En discriminant intelligemment toutes nos actions, nous pourrions développer une clarté intérieure, pour sentir immédiatement si une action que nous sommes sur le point d’entreprendre est de prendre soin des autres ou de nier leur valeur. Chaque fois que nous avons ce point de vue clair, nous ne pouvons tout simplement pas faire l’action qui nie la préciosité des autres et aller de tout notre cœur vers tout ce qui affirme les expressions de la VIE où qu’elle soit.

En d’autres termes, Je Tsonkhapa nous propose de diriger tout ce que nous faisons sous la prémisse du Principe Universel : Nous sommes ici pour servir et non pour se faire servir. Nous ne promouvons que le bien-être de tous et ne suivons pas le bien-être de notre ego insignifiant.

Pour obtenir cette clarté, c’est une bonne idée de prendre le temps de ne pas sauter d’une motivation ou d’une impulsion tout de suite à l’action. Il s’agit de couper un automatisme en nous-mêmes en posant à chaque fois la question : « Ce que je m’apprête à faire ici, est-ce une action qui affirme la vie, est-ce un bien pour les autres ? Ou est-ce que c’est juste pour satisfaire ce que je veux ? »

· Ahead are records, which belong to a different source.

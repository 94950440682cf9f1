//! User model and related functionality

use chrono::{DateTime, Utc};
use common::users::AuthUser;
use serde::{Deserialize, Serialize};
use sqlx::FromRow;
use uuid::Uuid;

/// User entity
#[derive(Debug, Clone, FromRow)]
pub struct User {
    pub id: Uuid,
    pub email: String,
    pub name: String,
    pub password_hash: String,
    pub avatar: Option<String>,
    pub created_at: DateTime<Utc>,
    pub updated_at: DateTime<Utc>,
}

impl From<User> for AuthUser {
    fn from(user: User) -> Self {
        AuthUser {
            id: user.id,
            email: user.email,
            name: user.name,
            avatar: user.avatar,
            created_at: user.created_at,
        }
    }
}

/// New user creation payload, password still in clear text
#[derive(Debug, Clone)]
pub struct NewUser {
    pub email: String,
    pub name: String,
    pub password: String,
}

/// Request for user registration
#[derive(Debug, Clone, Deserialize)]
pub struct RegisterRequest {
    #[serde(default)]
    pub email: String,
    #[serde(default)]
    pub name: String,
    #[serde(default)]
    pub password: String,
}

/// Request for user login
#[derive(Debug, Clone, Deserialize)]
pub struct LoginRequest {
    #[serde(default)]
    pub email: String,
    #[serde(default)]
    pub password: String,
}

/// Response for registration and login
#[derive(Debug, Serialize)]
pub struct AuthResponse {
    pub message: String,
    pub user: AuthUser,
    pub token: String,
}

/// Response for token renewal
#[derive(Debug, Serialize)]
#[serde(rename_all = "camelCase")]
pub struct TokenResponse {
    pub token: String,
    pub token_type: String,
    pub expires_in: i64,
}
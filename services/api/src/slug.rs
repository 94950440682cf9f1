//! URL slugs for cities and venues

use std::collections::HashSet;

/// Longest slug stored for a venue
pub const MAX_VENUE_SLUG_CHARS: usize = 100;

/// Longest `-N` suffix a free-slug search is expected to append
const MAX_SUFFIX_CHARS: usize = 8;

fn transliterate(c: char) -> Option<&'static str> {
    let latin = match c {
        'а' => "a",
        'б' => "b",
        'в' => "v",
        'г' => "g",
        'д' => "d",
        'е' => "e",
        'ё' => "yo",
        'ж' => "zh",
        'з' => "z",
        'и' => "i",
        'й' => "y",
        'к' => "k",
        'л' => "l",
        'м' => "m",
        'н' => "n",
        'о' => "o",
        'п' => "p",
        'р' => "r",
        'с' => "s",
        'т' => "t",
        'у' => "u",
        'ф' => "f",
        'х' => "h",
        'ц' => "ts",
        'ч' => "ch",
        'ш' => "sh",
        'щ' => "sch",
        'ъ' | 'ь' => "",
        'ы' => "y",
        'э' => "e",
        'ю' => "yu",
        'я' => "ya",
        _ => return None,
    };
    Some(latin)
}

/// Latin slug for a city name, e.g. "Нижний Новгород" -> "nizhniy-novgorod"
pub fn city_slug(name: &str) -> String {
    let mut latin = String::with_capacity(name.len());
    for c in name.to_lowercase().chars() {
        match transliterate(c) {
            Some(s) => latin.push_str(s),
            None => latin.push(c),
        }
    }

    let mut slug = String::with_capacity(latin.len());
    let mut pending_dash = false;
    for c in latin.chars() {
        if c.is_whitespace() || c == '-' {
            pending_dash = true;
        } else if c.is_ascii_alphanumeric() || c == '_' {
            if pending_dash && !slug.is_empty() {
                slug.push('-');
            }
            pending_dash = false;
            slug.push(c);
        }
    }

    slug
}

/// Base slug for a venue name; Cyrillic letters are kept as-is
pub fn venue_base_slug(name: &str) -> String {
    let cleaned: String = name
        .to_lowercase()
        .chars()
        .filter(|c| {
            c.is_ascii_lowercase()
                || c.is_ascii_digit()
                || ('а'..='я').contains(c)
                || *c == 'ё'
                || c.is_whitespace()
                || *c == '-'
        })
        .collect();

    let slug = cleaned
        .split_whitespace()
        .collect::<Vec<_>>()
        .join("-")
        .chars()
        .take(MAX_VENUE_SLUG_CHARS)
        .collect::<String>();

    match slug.trim_matches('-') {
        "" => "venue".to_string(),
        slug => slug.to_string(),
    }
}

/// Leading part shared by `base` and every suffixed slug derived from it
pub fn slug_family_prefix(base: &str) -> String {
    base.chars()
        .take(MAX_VENUE_SLUG_CHARS - MAX_SUFFIX_CHARS - 1)
        .collect()
}

fn with_suffix(base: &str, n: u32) -> String {
    let suffix = format!("-{}", n);
    let room = MAX_VENUE_SLUG_CHARS.saturating_sub(suffix.len());
    let stem: String = base.chars().take(room).collect();
    format!("{}{}", stem.trim_end_matches('-'), suffix)
}

/// First of `base`, `base-1`, `base-2`, ... not present in `taken`
///
/// The base is shortened when needed so that a suffixed slug still fits in
/// [`MAX_VENUE_SLUG_CHARS`].
pub fn next_free_slug(base: &str, taken: &HashSet<String>) -> String {
    if !taken.contains(base) {
        return base.to_string();
    }

    (1..)
        .map(|n| with_suffix(base, n))
        .find(|candidate| !taken.contains(candidate))
        .unwrap_or_else(|| base.to_string())
}
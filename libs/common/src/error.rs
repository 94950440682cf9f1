//! Storage errors shared by both services

use sqlx::{Error as SqlxError, migrate::MigrateError};
use thiserror::Error;

/// Failure while configuring, connecting to or migrating the database
#[derive(Error, Debug)]
pub enum DatabaseError {
    #[error("Invalid database settings: {0}")]
    Configuration(String),

    #[error("Could not connect to the database: {0}")]
    Connection(#[source] SqlxError),

    #[error("Schema migration failed: {0}")]
    Migration(#[from] MigrateError),
}

pub type DatabaseResult<T> = Result<T, DatabaseError>;

/// Whether a sqlx error is a unique-constraint violation (duplicate key)
pub fn is_unique_violation(err: &SqlxError) -> bool {
    match err {
        SqlxError::Database(db_err) => db_err.is_unique_violation(),
        _ => false,
    }
}

#[cfg(test)]
mod tests {
    use super::*;

    #[test]
    fn test_non_database_errors_are_not_unique_violations() {
        assert!(!is_unique_violation(&SqlxError::RowNotFound));
        assert!(!is_unique_violation(&SqlxError::PoolTimedOut));
    }

    #[test]
    fn test_database_error_display() {
        let err = DatabaseError::Configuration("missing url".to_string());
        assert_eq!(err.to_string(), "Invalid database settings: missing url");
    }
}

7e Verset – l’intention uniquement

Les germes de l’action sont des intentions positives et négatives. Toute intention consciemment enracinée dans une motivation désintéressée, ne désirant que pure bonté à toute vie, établira le fondement stable de la bonté et générera universellement de riches résultats de bonté. Toute intention même légèrement affaiblie par une motivation égoïste sape à la fois le fondement de notre vie et ses fruits. L’intention est la seule force créatrice de l’existence.

Aujourd’hui, Djé Tsongkhapa nous surprend: nous avons peut-être cru jusqu’à date que le karma signifie que chacune de nos actions est comme une graine qui pousse dans le sol du temps pour finalement germer dans la perception que nous en avons : les bonnes graines nous donnant des perceptions heureuses et les mauvaises graines nous donnant des perceptions malheureuses.

Mais maintenant, il nous dit qu’il n’y a pas de bonnes ou de mauvaises actions – mais il y a de bonnes ou de mauvaises intentions : une bonne intention est quand nous sommes motivés par le Principe Universel ou le Bonheur de Tous ; et une mauvaise intention est motivée par le souci du bonheur du petit Moi.

Il va même jusqu’à dire que tout ce que nous faisons pour le bien de tous aboutira toujours et inévitablement à de riches résultats de bonté. Mais s’il y a la moindre trace d’une motivation égoïste, cela minera les deux : la base de notre vie et les fruits de nos actions.

L’intention est la SEULE force créatrice de l’existence !  imaginez ce que ça veut dire : la seule force qui crée dans l’Univers est celle de notre intention!


8e Verset – La vérité révolutionnaire

S’accrocher dans l’intention de triompher sur le dos d’un autre, s’accrocher au désir de prospérer aux dépens d’autrui, ou se livrer au moindre préjugé contre tout être à cause de sentiments personnels d’attraction ou de répulsion, ceci est la seule cause de  souffrance qui existe dans la vie d’une personne et  dans l’univers en entier. Nous devons méditer sans cesse sur cette vérité révolutionnaire, en restant conscients d’elle à chaque instant de notre existence.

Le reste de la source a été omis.